Examples of Reporting Visits
- The American Center uses a foot counter which counted a total of 293 visits last month, which included the in-person participants. The American Center knows by some other means that 110 people participated in in-person programs that month.
Number of In-Person Program Participants Number of Visits COUNTED Number of Visits REPORTED 110 293 293 – 110 = 183
- The American Corner takes daily head counts at 2 PM, their peak visiting hour and a time when the Corner usually does not conduct programs. From experience, the Corner knows that a small number of people usually visit at other times of the day. By agreement with post and the REPS, the Corner adds up the number of daily head counts for the month, then increases that by 5% to account for people who visit at some other time of day. Last month, the Corner’s head counts totaled 200 visits. The Corner also offers programs, usually at some other time of the day, and does not count these participants when they do their head counts.
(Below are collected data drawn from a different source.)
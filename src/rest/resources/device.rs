//! Device resource.
//!
//! Devices are the central M2X entity: they own data streams, a location,
//! a request log and a metadata document.
//!
//! # Example
//!
//! ```rust,ignore
//! use std::sync::Arc;
//! use m2x::rest::resources::Device;
//!
//! let device = Device::new(Arc::clone(&client), "a1b2c3");
//!
//! // PUT /devices/a1b2c3/location
//! device
//!     .update_location(r#"{"latitude":-37.97,"longitude":-57.54,"elevation":5}"#)
//!     .await?;
//!
//! // POST /devices/a1b2c3/updates
//! device
//!     .post_updates(r#"{"values":{"temperature":[{"timestamp":"2024-01-01T00:00:00Z","value":21}]}}"#)
//!     .await?;
//! ```

use std::ops::Deref;
use std::sync::Arc;

use crate::clients::{HttpResponse, Transport, TransportError};
use crate::rest::resources::{root, Stream};
use crate::rest::{EntityPath, MetadataResource};

/// An M2X device, addressed at `/devices/{id}`.
#[derive(Debug)]
pub struct Device<T> {
    id: String,
    resource: MetadataResource<EntityPath, T>,
}

impl<T> Device<T> {
    /// Path of the device collection.
    pub const PATH: &'static str = "/devices";

    /// Creates a handle on the device with the given id.
    #[must_use]
    pub fn new(transport: Arc<T>, id: impl Into<String>) -> Self {
        let id = id.into();
        let path = EntityPath::entity(Self::PATH, &id);
        Self {
            id,
            resource: MetadataResource::new(transport, path),
        }
    }

    /// Returns the device id.
    #[must_use]
    pub fn id(&self) -> &str {
        &self.id
    }

    /// Returns a handle on one of this device's data streams.
    #[must_use]
    pub fn stream(&self, name: impl Into<String>) -> Stream<T> {
        Stream::new(Arc::clone(self.transport()), self.path(), name)
    }
}

impl<T: Transport> Device<T> {
    /// Creates a new device from the given JSON body.
    ///
    /// # Errors
    ///
    /// Returns [`TransportError`] if the transport fails.
    pub async fn create(transport: &Arc<T>, body: &str) -> Result<HttpResponse, TransportError> {
        root(transport, Self::PATH).make_post(None, body).await
    }

    /// Lists or searches the devices visible to the API key.
    ///
    /// # Errors
    ///
    /// Returns [`TransportError`] if the transport fails.
    pub async fn list(
        transport: &Arc<T>,
        query: Option<&str>,
    ) -> Result<HttpResponse, TransportError> {
        root(transport, Self::PATH).make_get(None, query).await
    }

    /// Reads the current location of the device.
    ///
    /// # Errors
    ///
    /// Returns [`TransportError`] if the transport fails.
    pub async fn location(&self) -> Result<HttpResponse, TransportError> {
        self.make_get(Some("/location"), None).await
    }

    /// Updates the current location of the device.
    ///
    /// # Errors
    ///
    /// Returns [`TransportError`] if the transport fails.
    pub async fn update_location(&self, body: &str) -> Result<HttpResponse, TransportError> {
        self.make_put(Some("/location"), body).await
    }

    /// Lists the data streams of the device.
    ///
    /// # Errors
    ///
    /// Returns [`TransportError`] if the transport fails.
    pub async fn streams(&self) -> Result<HttpResponse, TransportError> {
        self.make_get(Some("/streams"), None).await
    }

    /// Lists values from all data streams of the device.
    ///
    /// # Errors
    ///
    /// Returns [`TransportError`] if the transport fails.
    pub async fn values(&self, query: Option<&str>) -> Result<HttpResponse, TransportError> {
        self.make_get(Some("/values"), query).await
    }

    /// Posts one value per stream at a single timestamp.
    ///
    /// # Errors
    ///
    /// Returns [`TransportError`] if the transport fails.
    pub async fn post_update(&self, body: &str) -> Result<HttpResponse, TransportError> {
        self.make_post(Some("/update"), body).await
    }

    /// Posts timestamped values to several streams at once.
    ///
    /// # Errors
    ///
    /// Returns [`TransportError`] if the transport fails.
    pub async fn post_updates(&self, body: &str) -> Result<HttpResponse, TransportError> {
        self.make_post(Some("/updates"), body).await
    }

    /// Reads the recent API request log of the device.
    ///
    /// # Errors
    ///
    /// Returns [`TransportError`] if the transport fails.
    pub async fn log(&self) -> Result<HttpResponse, TransportError> {
        self.make_get(Some("/log"), None).await
    }
}

impl<T> Deref for Device<T> {
    type Target = MetadataResource<EntityPath, T>;

    fn deref(&self) -> &Self::Target {
        &self.resource
    }
}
Last month, the Corner held five (5) in-person programs with a total of 100 in-person participants.
Number of In-Person Program Participants Number of Visits COUNTED Number of Visits REPORTED 100 200 200 + 200*0.05 = 210
- The American Corner uses a deli-counter style paper ticket dispenser and asks each visitor to take one ticket, only once, on any given day. The Corner notes the ticket number at the beginning of the day and at the end of the day, and calculates the difference to know how many visits they had. This Corner asks in-person participants to take a ticket too, because it would be difficult to give different instructions to different people. Last month they conducted 14 in-person programs with a total of 280 in-person participants (counted through some other means, such as a registration check-in form), and three (3) virtual programs with a total of 500 virtual participants. At the end of the month, the Corner adds up all the daily visits numbers based on the ticket dispensers, and found 340 visits, total.
Number of In-Person Program Participants Number of Visits COUNTED Number of Visits REPORTED 280 340 340 – 280 = 60
Social Media Engagement
At this time, the Office of American Spaces is not requiring Spaces to report engagement statistics for static social media posts and non-live events. Please keep in mind that social media posts may involve interaction with social media audiences (followers, reactions, etc.), but they are different from virtual programs in that there is no initial live event featuring Space-moderated interaction with a virtual audience.